-- Problem requirements --
Copy each line from the entries that the word "AlmanacConfig" appears in.

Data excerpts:
=====
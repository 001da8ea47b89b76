use std::env;
use std::num::NonZeroUsize;
use std::path::PathBuf;

use tracing::warn;

pub const TABLE_ENV: &str = "LUNAR_ALMANAC_TABLE";
pub const CACHE_ENV: &str = "LUNAR_ALMANAC_CACHE";
pub const PREFS_ENV: &str = "LUNAR_ALMANAC_PREFS";

const DEFAULT_CACHE_CAPACITY: usize = 128;
const DEFAULT_PREFS_PATH: &str = "data/defaults.json";

// Runtime settings for the almanac
#[derive(Debug, Clone, PartialEq, Eq)]
pub struct AlmanacConfig {
    /// External table file. `None` uses the bundled 2018-2024 table.
    pub table_path: Option<PathBuf>,
    pub cache_capacity: NonZeroUsize,
    pub prefs_path: PathBuf,
}

impl Default for AlmanacConfig {
    fn default() -> Self {
        Self {
            table_path: None,
            cache_capacity: NonZeroUsize::new(DEFAULT_CACHE_CAPACITY)
                .unwrap_or(NonZeroUsize::MIN),
            prefs_path: PathBuf::from(DEFAULT_PREFS_PATH),
        }
    }
}

impl AlmanacConfig {
    pub fn new() -> Self {
        Self::default()
    }

    pub fn from_env() -> Self {
        Self::from_lookup(|key| env::var(key).ok())
    }

    /// Defaults overlaid with whatever `lookup` returns for the
    /// `LUNAR_ALMANAC_*` keys. Unusable values are logged and skipped.
    pub fn from_lookup<F>(lookup: F) -> Self
    where
        F: Fn(&str) -> Option<String>,
    {
        let mut config = Self::default();

        if let Some(path) = lookup(TABLE_ENV).filter(|v| !v.is_empty()) {
            config.table_path = Some(PathBuf::from(path));
        }

        if let Some(raw) = lookup(CACHE_ENV) {
            match raw.trim().parse::<NonZeroUsize>() {
                Ok(capacity) => config.cache_capacity = capacity,
                Err(e) => warn!("Ignoring {}={:?}: {}", CACHE_ENV, raw, e),
            }
        }

        if let Some(path) = lookup(PREFS_ENV).filter(|v| !v.is_empty()) {
            config.prefs_path = PathBuf::from(path);
        }

        config
    }
}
=====
-- Written answer --
pub struct AlmanacConfig {
impl Default for AlmanacConfig {
impl AlmanacConfig {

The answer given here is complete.